> What to produce:
Your answer should be the complete data, copied exactly.

> Saved data entries:
# # # # #
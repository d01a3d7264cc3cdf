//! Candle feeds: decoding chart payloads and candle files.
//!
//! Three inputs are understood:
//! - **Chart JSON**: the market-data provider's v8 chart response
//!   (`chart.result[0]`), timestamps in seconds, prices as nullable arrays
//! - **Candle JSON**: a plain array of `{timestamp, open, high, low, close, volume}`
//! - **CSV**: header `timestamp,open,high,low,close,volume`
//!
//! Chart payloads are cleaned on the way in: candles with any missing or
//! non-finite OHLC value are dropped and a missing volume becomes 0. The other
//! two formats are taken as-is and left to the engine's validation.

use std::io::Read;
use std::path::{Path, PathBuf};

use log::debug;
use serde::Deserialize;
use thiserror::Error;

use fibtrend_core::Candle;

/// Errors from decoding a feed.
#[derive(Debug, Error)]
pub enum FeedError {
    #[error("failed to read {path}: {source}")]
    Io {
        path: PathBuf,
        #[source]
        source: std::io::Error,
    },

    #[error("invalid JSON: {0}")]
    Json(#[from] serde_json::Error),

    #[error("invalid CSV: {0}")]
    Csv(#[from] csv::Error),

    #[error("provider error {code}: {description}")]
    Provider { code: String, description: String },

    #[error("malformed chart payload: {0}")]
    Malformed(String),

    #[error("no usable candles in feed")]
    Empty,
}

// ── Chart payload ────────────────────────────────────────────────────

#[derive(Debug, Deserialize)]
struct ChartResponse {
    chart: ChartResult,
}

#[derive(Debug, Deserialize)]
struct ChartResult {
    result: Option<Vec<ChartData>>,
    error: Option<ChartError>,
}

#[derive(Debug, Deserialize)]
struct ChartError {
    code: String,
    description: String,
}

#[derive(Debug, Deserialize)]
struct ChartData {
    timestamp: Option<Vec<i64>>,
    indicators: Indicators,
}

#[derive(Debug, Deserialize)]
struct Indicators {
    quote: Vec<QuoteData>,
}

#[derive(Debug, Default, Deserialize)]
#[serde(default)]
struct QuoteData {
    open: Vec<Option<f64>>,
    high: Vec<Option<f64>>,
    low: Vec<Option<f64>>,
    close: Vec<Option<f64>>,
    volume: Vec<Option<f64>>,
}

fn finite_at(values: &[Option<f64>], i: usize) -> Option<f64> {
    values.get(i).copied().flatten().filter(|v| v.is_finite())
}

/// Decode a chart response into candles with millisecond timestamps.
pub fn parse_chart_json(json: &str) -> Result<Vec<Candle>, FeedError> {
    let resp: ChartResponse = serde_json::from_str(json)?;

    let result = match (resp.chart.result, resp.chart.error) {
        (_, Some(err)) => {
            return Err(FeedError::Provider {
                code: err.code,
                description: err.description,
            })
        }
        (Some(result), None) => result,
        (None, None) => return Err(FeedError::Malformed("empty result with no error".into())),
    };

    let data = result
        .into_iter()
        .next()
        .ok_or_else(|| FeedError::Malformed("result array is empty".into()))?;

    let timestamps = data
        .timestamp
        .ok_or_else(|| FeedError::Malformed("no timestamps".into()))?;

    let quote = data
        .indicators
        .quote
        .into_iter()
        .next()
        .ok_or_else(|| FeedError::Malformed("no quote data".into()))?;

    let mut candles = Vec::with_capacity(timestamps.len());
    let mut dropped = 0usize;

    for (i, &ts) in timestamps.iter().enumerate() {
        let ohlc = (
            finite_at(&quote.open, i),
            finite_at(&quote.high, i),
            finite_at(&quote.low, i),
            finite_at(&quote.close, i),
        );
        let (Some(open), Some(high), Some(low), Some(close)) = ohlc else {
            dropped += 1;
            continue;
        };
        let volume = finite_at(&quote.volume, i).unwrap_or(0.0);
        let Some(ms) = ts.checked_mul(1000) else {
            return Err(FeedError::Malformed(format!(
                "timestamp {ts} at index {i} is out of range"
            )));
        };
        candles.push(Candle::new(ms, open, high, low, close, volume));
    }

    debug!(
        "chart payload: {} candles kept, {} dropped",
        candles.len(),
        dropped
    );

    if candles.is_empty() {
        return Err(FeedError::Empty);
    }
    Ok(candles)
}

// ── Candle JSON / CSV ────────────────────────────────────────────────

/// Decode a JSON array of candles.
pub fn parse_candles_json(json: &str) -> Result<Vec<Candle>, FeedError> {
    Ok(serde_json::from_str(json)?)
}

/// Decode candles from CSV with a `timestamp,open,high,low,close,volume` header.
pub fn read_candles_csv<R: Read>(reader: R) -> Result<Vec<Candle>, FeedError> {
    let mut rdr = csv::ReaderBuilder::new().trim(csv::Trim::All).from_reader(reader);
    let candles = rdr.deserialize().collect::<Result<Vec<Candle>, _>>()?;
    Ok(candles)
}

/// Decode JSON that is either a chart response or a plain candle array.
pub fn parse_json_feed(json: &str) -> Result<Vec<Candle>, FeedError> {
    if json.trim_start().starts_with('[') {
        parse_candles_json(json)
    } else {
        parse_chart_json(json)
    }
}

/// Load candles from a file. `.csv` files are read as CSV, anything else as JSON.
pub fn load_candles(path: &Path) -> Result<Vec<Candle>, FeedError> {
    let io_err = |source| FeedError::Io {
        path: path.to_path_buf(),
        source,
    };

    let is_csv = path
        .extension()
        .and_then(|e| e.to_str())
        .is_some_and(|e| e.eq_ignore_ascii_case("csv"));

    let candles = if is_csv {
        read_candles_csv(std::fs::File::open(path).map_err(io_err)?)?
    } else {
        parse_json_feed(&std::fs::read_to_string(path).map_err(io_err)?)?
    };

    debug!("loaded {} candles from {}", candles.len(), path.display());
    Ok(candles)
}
# # # # #
> Written answer:
repository d01a3d7264cc3cdf
//! Candle feeds: decoding chart payloads and candle files.
//!
//! Three inputs are understood:
//! - **Chart JSON**: the market-data provider's v8 chart response
//!   (`chart.result[0]`), timestamps in seconds, prices as nullable arrays
//! - **Candle JSON**: a plain array of `{timestamp, open, high, low, close, volume}`
//! - **CSV**: header `timestamp,open,high,low,close,volume`
//!
//! Chart payloads are cleaned on the way in: candles with any missing or
//! non-finite OHLC value are dropped and a missing volume becomes 0. The other
//! two formats are taken as-is and left to the engine's validation.

use std::io::Read;
use std::path::{Path, PathBuf};

use log::debug;
use serde::Deserialize;
use thiserror::Error;

use fibtrend_core::Candle;

/// Errors from decoding a feed.
#[derive(Debug, Error)]
pub enum FeedError {
    #[error("failed to read {path}: {source}")]
    Io {
        path: PathBuf,
        #[source]
        source: std::io::Error,
    },

    #[error("invalid JSON: {0}")]
    Json(#[from] serde_json::Error),

    #[error("invalid CSV: {0}")]
    Csv(#[from] csv::Error),

    #[error("provider error {code}: {description}")]
    Provider { code: String, description: String },

    #[error("malformed chart payload: {0}")]
    Malformed(String),

    #[error("no usable candles in feed")]
    Empty,
}

// ── Chart payload ────────────────────────────────────────────────────

#[derive(Debug, Deserialize)]
struct ChartResponse {
    chart: ChartResult,
}

#[derive(Debug, Deserialize)]
struct ChartResult {
    result: Option<Vec<ChartData>>,
    error: Option<ChartError>,
}

#[derive(Debug, Deserialize)]
struct ChartError {
    code: String,
    description: String,
}

#[derive(Debug, Deserialize)]
struct ChartData {
    timestamp: Option<Vec<i64>>,
    indicators: Indicators,
}

#[derive(Debug, Deserialize)]
struct Indicators {
    quote: Vec<QuoteData>,
}

#[derive(Debug, Default, Deserialize)]
#[serde(default)]
struct QuoteData {
    open: Vec<Option<f64>>,
    high: Vec<Option<f64>>,
    low: Vec<Option<f64>>,
    close: Vec<Option<f64>>,
    volume: Vec<Option<f64>>,
}

fn finite_at(values: &[Option<f64>], i: usize) -> Option<f64> {
    values.get(i).copied().flatten().filter(|v| v.is_finite())
}

/// Decode a chart response into candles with millisecond timestamps.
pub fn parse_chart_json(json: &str) -> Result<Vec<Candle>, FeedError> {
    let resp: ChartResponse = serde_json::from_str(json)?;

    let result = match (resp.chart.result, resp.chart.error) {
        (_, Some(err)) => {
            return Err(FeedError::Provider {
                code: err.code,
                description: err.description,
            })
        }
        (Some(result), None) => result,
        (None, None) => return Err(FeedError::Malformed("empty result with no error".into())),
    };

    let data = result
        .into_iter()
        .next()
        .ok_or_else(|| FeedError::Malformed("result array is empty".into()))?;

    let timestamps = data
        .timestamp
        .ok_or_else(|| FeedError::Malformed("no timestamps".into()))?;

    let quote = data
        .indicators
        .quote
        .into_iter()
        .next()
        .ok_or_else(|| FeedError::Malformed("no quote data".into()))?;

    let mut candles = Vec::with_capacity(timestamps.len());
    let mut dropped = 0usize;

    for (i, &ts) in timestamps.iter().enumerate() {
        let ohlc = (
            finite_at(&quote.open, i),
            finite_at(&quote.high, i),
            finite_at(&quote.low, i),
            finite_at(&quote.close, i),
        );
        let (Some(open), Some(high), Some(low), Some(close)) = ohlc else {
            dropped += 1;
            continue;
        };
        let volume = finite_at(&quote.volume, i).unwrap_or(0.0);
        let Some(ms) = ts.checked_mul(1000) else {
            return Err(FeedError::Malformed(format!(
                "timestamp {ts} at index {i} is out of range"
            )));
        };
        candles.push(Candle::new(ms, open, high, low, close, volume));
    }

    debug!(
        "chart payload: {} candles kept, {} dropped",
        candles.len(),
        dropped
    );

    if candles.is_empty() {
        return Err(FeedError::Empty);
    }
    Ok(candles)
}

// ── Candle JSON / CSV ────────────────────────────────────────────────

/// Decode a JSON array of candles.
pub fn parse_candles_json(json: &str) -> Result<Vec<Candle>, FeedError> {
    Ok(serde_json::from_str(json)?)
}

/// Decode candles from CSV with a `timestamp,open,high,low,close,volume` header.
pub fn read_candles_csv<R: Read>(reader: R) -> Result<Vec<Candle>, FeedError> {
    let mut rdr = csv::ReaderBuilder::new().trim(csv::Trim::All).from_reader(reader);
    let candles = rdr.deserialize().collect::<Result<Vec<Candle>, _>>()?;
    Ok(candles)
}

/// Decode JSON that is either a chart response or a plain candle array.
pub fn parse_json_feed(json: &str) -> Result<Vec<Candle>, FeedError> {
    if json.trim_start().starts_with('[') {
        parse_candles_json(json)
    } else {
        parse_chart_json(json)
    }
}

/// Load candles from a file. `.csv` files are read as CSV, anything else as JSON.
pub fn load_candles(path: &Path) -> Result<Vec<Candle>, FeedError> {
    let io_err = |source| FeedError::Io {
        path: path.to_path_buf(),
        source,
    };

    let is_csv = path
        .extension()
        .and_then(|e| e.to_str())
        .is_some_and(|e| e.eq_ignore_ascii_case("csv"));

    let candles = if is_csv {
        read_candles_csv(std::fs::File::open(path).map_err(io_err)?)?
    } else {
        parse_json_feed(&std::fs::read_to_string(path).map_err(io_err)?)?
    };

    debug!("loaded {} candles from {}", candles.len(), path.display());
    Ok(candles)
}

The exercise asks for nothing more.